YOUR INSTRUCTIONS
Nothing outside the range is wanted. Repeat exactly the lines below from the one with "self.tracker.live.fetch_sub(1, Ordering::Relaxed);" through the one with "let m = Arc::new(MetricsCollector::new());".

DATA EXTRACTS

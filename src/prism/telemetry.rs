use std::{
    collections::HashMap,
    sync::{
        Arc,
        atomic::{AtomicI64, AtomicU64, AtomicUsize, Ordering},
    },
    time::SystemTime,
};

use dashmap::DashMap;
use serde::Serialize;

/// Process-wide connection counters plus per-host route hits.
///
/// Everything here is lock-free; the snapshot is the admin surface's contract.
#[derive(Debug, Default)]
pub struct MetricsCollector {
    active: AtomicI64,
    total: AtomicU64,
    bytes_ingress: AtomicU64,
    bytes_egress: AtomicU64,
    route_hits: DashMap<String, u64>,
}

#[derive(Debug, Serialize)]
pub struct MetricsSnapshot {
    pub active_connections: i64,
    pub total_connections: u64,
    pub bytes_ingress: u64,
    pub bytes_egress: u64,
    pub route_hits: HashMap<String, u64>,
}

impl MetricsCollector {
    pub fn new() -> Self {
        Self::default()
    }

    /// Count a connection for as long as the returned guard lives.
    pub fn track_conn(self: &Arc<Self>) -> ActiveConnGuard {
        self.active.fetch_add(1, Ordering::Relaxed);
        self.total.fetch_add(1, Ordering::Relaxed);
        ActiveConnGuard {
            metrics: self.clone(),
        }
    }

    pub fn add_bytes(&self, ingress: u64, egress: u64) {
        self.bytes_ingress.fetch_add(ingress, Ordering::Relaxed);
        self.bytes_egress.fetch_add(egress, Ordering::Relaxed);
    }

    pub fn route_hit(&self, host: &str) {
        match host.trim() {
            "" => {}
            h => *self.route_hits.entry(h.to_ascii_lowercase()).or_default() += 1,
        }
    }

    pub fn snapshot(&self) -> MetricsSnapshot {
        MetricsSnapshot {
            active_connections: self.active.load(Ordering::Relaxed),
            total_connections: self.total.load(Ordering::Relaxed),
            bytes_ingress: self.bytes_ingress.load(Ordering::Relaxed),
            bytes_egress: self.bytes_egress.load(Ordering::Relaxed),
            route_hits: self
                .route_hits
                .iter()
                .map(|e| (e.key().clone(), *e.value()))
                .collect(),
        }
    }
}

/// Holds the active-connection count up while alive.
pub struct ActiveConnGuard {
    metrics: SharedMetrics,
}

impl Drop for ActiveConnGuard {
    fn drop(&mut self) {
        self.metrics.active.fetch_sub(1, Ordering::Relaxed);
    }
}

#[derive(Debug, Clone, Serialize)]
pub struct SessionInfo {
    pub id: String,
    pub client: String,
    pub host: String,
    pub upstream: String,
    pub started_at_unix_ms: u64,
}

/// Live sessions, keyed by session id.
#[derive(Debug, Default)]
pub struct SessionRegistry {
    sessions: DashMap<String, SessionInfo>,
}

impl SessionRegistry {
    pub fn new() -> Self {
        Self::default()
    }

    pub fn add(&self, s: SessionInfo) {
        self.sessions.insert(s.id.clone(), s);
    }

    pub fn remove(&self, id: &str) {
        self.sessions.remove(id);
    }

    pub fn snapshot(&self) -> Vec<SessionInfo> {
        let mut out: Vec<SessionInfo> = self.sessions.iter().map(|e| e.value().clone()).collect();
        out.sort_unstable_by_key(|s| s.started_at_unix_ms);
        out
    }
}

/// Counts live listener loops; `health()` is "at least one listener is up".
#[derive(Debug, Default)]
pub struct ListenerTracker {
    live: AtomicUsize,
}

impl ListenerTracker {
    pub fn new() -> Self {
        Self::default()
    }

    pub fn listener_up(self: &Arc<Self>) -> ListenerGuard {
        self.live.fetch_add(1, Ordering::Relaxed);
        ListenerGuard {
            tracker: self.clone(),
        }
    }

    pub fn healthy(&self) -> bool {
        self.live.load(Ordering::Relaxed) > 0
    }
}

pub struct ListenerGuard {
    tracker: Arc<ListenerTracker>,
}

impl Drop for ListenerGuard {
    fn drop(&mut self) {
        self.tracker.live.fetch_sub(1, Ordering::Relaxed);
    }
}

pub fn now_unix_ms() -> u64 {
    // Elapsed-since-epoch; a clock before 1970 degrades to zero.
    SystemTime::UNIX_EPOCH
        .elapsed()
        .map_or(0, |d| d.as_millis() as u64)
}

static NEXT_SESSION: AtomicU64 = AtomicU64::new(0);

/// Process-wide monotonic session ids; uniqueness across restarts is not needed.
pub fn new_session_id() -> String {
    format!("s{}", NEXT_SESSION.fetch_add(1, Ordering::Relaxed) + 1)
}

pub type SharedMetrics = Arc<MetricsCollector>;
pub type SharedSessions = Arc<SessionRegistry>;

#[cfg(test)]
mod tests {
    use super::*;

    #[test]
    fn conn_guard_tracks_active_and_total() {
        let m = Arc::new(MetricsCollector::new());
        let g = m.track_conn();
        assert_eq!(m.snapshot().active_connections, 1);
        drop(g);
        let snap = m.snapshot();
        assert_eq!(snap.active_connections, 0);
        assert_eq!(snap.total_connections, 1);
    }

    #[test]
    fn route_hits_normalize_and_accumulate() {
        let m = MetricsCollector::new();
        m.add_bytes(10, 20);
        m.route_hit("Play.Example.Com");
        m.route_hit(" play.example.com ");
        m.route_hit("   ");
        let snap = m.snapshot();
        assert_eq!(snap.bytes_ingress, 10);
        assert_eq!(snap.bytes_egress, 20);
        assert_eq!(snap.route_hits.len(), 1);
        assert_eq!(snap.route_hits.get("play.example.com"), Some(&2));
    }

    #[test]
    fn session_snapshot_sorted_by_start() {
        let r = SessionRegistry::new();
        r.add(SessionInfo {
            id: "b".into(),
            client: "c2".into(),
            host: "".into(),
            upstream: "".into(),
            started_at_unix_ms: 2,
        });
        r.add(SessionInfo {
            id: "a".into(),
            client: "c1".into(),
            host: "".into(),
            upstream: "".into(),
            started_at_unix_ms: 1,
        });
        let snap = r.snapshot();
        assert_eq!(snap[0].id, "a");
        r.remove("a");
        assert_eq!(r.snapshot().len(), 1);
    }

    #[test]
    fn listener_tracker_health() {
        let t = Arc::new(ListenerTracker::new());
        assert!(!t.healthy());
        let g = t.listener_up();
        assert!(t.healthy());
        drop(g);
        assert!(!t.healthy());
    }
}
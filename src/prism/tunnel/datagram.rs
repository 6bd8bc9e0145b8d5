use tokio::io::{AsyncRead, AsyncReadExt, AsyncWrite, AsyncWriteExt};

use crate::prism::tunnel::protocol::{MAX_DATAGRAM_BYTES, ProtocolError};

/// Datagram framing over a tunnel stream: `u32be len | payload`.
///
/// Used to carry UDP through the stream-oriented tunnel while preserving
/// message boundaries. `split` yields independent read/write halves so the
/// two relay directions can run as separate tasks; a frame read must never
/// be cancelled midway.
pub struct DatagramConn<RW> {
    inner: RW,
}

pub struct DatagramReader<R> {
    inner: R,
}

pub struct DatagramWriter<W> {
    inner: W,
}

impl<RW> DatagramConn<RW> {
    pub fn new(inner: RW) -> Self {
        Self { inner }
    }
}

impl<RW> DatagramConn<RW>
where
    RW: AsyncRead + AsyncWrite + Unpin,
{
    pub async fn read_datagram(&mut self, out: &mut [u8]) -> Result<usize, ProtocolError> {
        read_frame(&mut self.inner, out).await
    }

    pub async fn write_datagram(&mut self, payload: &[u8]) -> Result<(), ProtocolError> {
        write_frame(&mut self.inner, payload).await
    }

    pub fn split(
        self,
    ) -> (
        DatagramReader<tokio::io::ReadHalf<RW>>,
        DatagramWriter<tokio::io::WriteHalf<RW>>,
    ) {
        let (r, w) = tokio::io::split(self.inner);
        (DatagramReader { inner: r }, DatagramWriter { inner: w })
    }
}

impl<R> DatagramReader<R>
where
    R: AsyncRead + Unpin,
{
    pub async fn read_datagram(&mut self, out: &mut [u8]) -> Result<usize, ProtocolError> {
        read_frame(&mut self.inner, out).await
    }
}

impl<W> DatagramWriter<W>
where
    W: AsyncWrite + Unpin,
{
    pub async fn write_datagram(&mut self, payload: &[u8]) -> Result<(), ProtocolError> {
        write_frame(&mut self.inner, payload).await
    }
}

async fn read_frame<R: AsyncRead + Unpin>(
    r: &mut R,
    out: &mut [u8],
) -> Result<usize, ProtocolError> {
    let n = r.read_u32().await?;
    if n > MAX_DATAGRAM_BYTES {
        return Err(ProtocolError::PayloadTooLarge(n));
    }
    let n = n as usize;
    if n > out.len() {
        // Drain the frame so the stream stays aligned.
        let mut sink = vec![0u8; n];
        r.read_exact(&mut sink).await?;
        return Err(ProtocolError::Io(std::io::Error::new(
            std::io::ErrorKind::InvalidInput,
            "datagram larger than buffer",
        )));
    }
    r.read_exact(&mut out[..n]).await?;
    Ok(n)
}

async fn write_frame<W: AsyncWrite + Unpin>(
    w: &mut W,
    payload: &[u8],
) -> Result<(), ProtocolError> {
    let n: u32 = payload
        .len()
        .try_into()
        .map_err(|_| ProtocolError::PayloadTooLarge(u32::MAX))?;
    if n > MAX_DATAGRAM_BYTES {
        return Err(ProtocolError::PayloadTooLarge(n));
    }
    w.write_u32(n).await?;
    w.write_all(payload).await?;
    w.flush().await?;
    Ok(())
}

#[cfg(test)]
mod tests {
    use super::*;

    #[tokio::test]
    async fn datagram_roundtrip_preserves_boundaries() {
        let (a, b) = tokio::io::duplex(4096);
        let mut wr = DatagramConn::new(a);
        let mut rd = DatagramConn::new(b);

        wr.write_datagram(b"one").await.unwrap();
        wr.write_datagram(b"twotwo").await.unwrap();

        let mut buf = [0u8; 64];
        assert_eq!(rd.read_datagram(&mut buf).await.unwrap(), 3);
        assert_eq!(&buf[..3], b"one");
        assert_eq!(rd.read_datagram(&mut buf).await.unwrap(), 6);
        assert_eq!(&buf[..6], b"twotwo");
    }

    #[tokio::test]
    async fn oversized_datagram_keeps_stream_aligned() {
        let (a, b) = tokio::io::duplex(4096);
        let mut wr = DatagramConn::new(a);
        let mut rd = DatagramConn::new(b);

        wr.write_datagram(&[7u8; 32]).await.unwrap();
        wr.write_datagram(b"after").await.unwrap();

        let mut small = [0u8; 8];
        assert!(rd.read_datagram(&mut small).await.is_err());
        let mut buf = [0u8; 64];
        assert_eq!(rd.read_datagram(&mut buf).await.unwrap(), 5);
        assert_eq!(&buf[..5], b"after");
    }

    #[tokio::test]
    async fn split_halves_frame_independently() {
        let (a, b) = tokio::io::duplex(4096);
        let (_rd_a, mut wr_a) = DatagramConn::new(a).split();
        let (mut rd_b, _wr_b) = DatagramConn::new(b).split();

        wr_a.write_datagram(b"ping").await.unwrap();
        let mut buf = [0u8; 16];
        assert_eq!(rd_b.read_datagram(&mut buf).await.unwrap(), 4);
        assert_eq!(&buf[..4], b"ping");
    }
}
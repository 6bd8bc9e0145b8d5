pub mod admin;
pub mod app;
pub mod bridge;
pub mod config;
pub mod dialer;
pub mod logging;
pub mod net;
pub mod parser;
pub mod pingcache;
pub mod proxy;
pub mod reload;
pub mod router;
pub mod telemetry;
pub mod tunnel;
pub mod wire;
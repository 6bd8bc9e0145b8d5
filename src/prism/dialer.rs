use std::{sync::Arc, time::Duration};

use anyhow::Context;
use tokio::{
    net::{TcpStream, UdpSocket},
    time,
};

use crate::prism::net;
use crate::prism::tunnel::{
    datagram::DatagramConn,
    registry::Registry,
    transport::BoxedStream,
};

/// Opens upstream streams, intercepting the synthetic `tunnel:<service>`
/// address form and dispatching it to the tunnel service registry.
#[derive(Clone)]
pub struct Dialer {
    timeout: Duration,
    tunnel: Option<Arc<Registry>>,
}

/// A connected UDP upstream: either a plain socket or a datagram-framed
/// tunnel stream.
pub enum UdpUpstream {
    Socket(UdpSocket),
    Tunnel(DatagramConn<BoxedStream>),
}

impl Dialer {
    pub fn new(timeout: Duration, tunnel: Option<Arc<Registry>>) -> Self {
        Self { timeout, tunnel }
    }

    /// Dial a TCP (or tunnel) upstream.
    ///
    /// `default_port` is appended when the address carries none. Returns the
    /// stream and the label actually dialed.
    pub async fn dial(
        &self,
        upstream: &str,
        default_port: Option<u16>,
    ) -> anyhow::Result<(BoxedStream, String)> {
        let mut addr = upstream.trim().to_string();
        if addr.is_empty() {
            anyhow::bail!("empty upstream");
        }

        if let Some(service) = addr.strip_prefix("tunnel:") {
            let service = service.trim();
            if service.is_empty() {
                anyhow::bail!("tunnel upstream missing service name");
            }
            let reg = self
                .tunnel
                .as_ref()
                .context("tunnel upstream requested but tunnel subsystem is not configured")?;
            let st = reg
                .dial_service(service)
                .await
                .map_err(|e| anyhow::anyhow!("tunnel dial {service:?} failed: {e}"))?;
            return Ok((st, format!("tunnel:{service}")));
        }

        if let Some(p) = default_port {
            if net::needs_port(&addr) {
                addr = format!("{addr}:{p}");
            }
        }

        let stream = if self.timeout > Duration::from_millis(0) {
            time::timeout(self.timeout, TcpStream::connect(&addr))
                .await
                .with_context(|| format!("dial timeout {addr}"))??
        } else {
            TcpStream::connect(&addr).await?
        };

        Ok((Box::new(stream), addr))
    }

    /// Dial a UDP (or tunnel) upstream for datagram forwarding.
    pub async fn dial_udp(&self, upstream: &str) -> anyhow::Result<UdpUpstream> {
        let addr = upstream.trim();
        if addr.is_empty() {
            anyhow::bail!("empty udp upstream");
        }

        if let Some(service) = addr.strip_prefix("tunnel:") {
            let service = service.trim();
            if service.is_empty() {
                anyhow::bail!("tunnel upstream missing service name");
            }
            let reg = self
                .tunnel
                .as_ref()
                .context("tunnel upstream requested but tunnel subsystem is not configured")?;
            let st = reg
                .dial_service_udp(service)
                .await
                .map_err(|e| anyhow::anyhow!("tunnel udp dial {service:?} failed: {e}"))?;
            return Ok(UdpUpstream::Tunnel(DatagramConn::new(st)));
        }

        let sock = UdpSocket::bind("0.0.0.0:0").await?;
        sock.connect(addr)
            .await
            .with_context(|| format!("udp connect {addr}"))?;
        Ok(UdpUpstream::Socket(sock))
    }
}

EXERCISE ANSWER
        self.tracker.live.fetch_sub(1, Ordering::Relaxed);
    }
}

pub fn now_unix_ms() -> u64 {
    // Elapsed-since-epoch; a clock before 1970 degrades to zero.
    SystemTime::UNIX_EPOCH
        .elapsed()
        .map_or(0, |d| d.as_millis() as u64)
}

static NEXT_SESSION: AtomicU64 = AtomicU64::new(0);

/// Process-wide monotonic session ids; uniqueness across restarts is not needed.
pub fn new_session_id() -> String {
    format!("s{}", NEXT_SESSION.fetch_add(1, Ordering::Relaxed) + 1)
}

pub type SharedMetrics = Arc<MetricsCollector>;
pub type SharedSessions = Arc<SessionRegistry>;

#[cfg(test)]
mod tests {
    use super::*;

    #[test]
    fn conn_guard_tracks_active_and_total() {
        let m = Arc::new(MetricsCollector::new());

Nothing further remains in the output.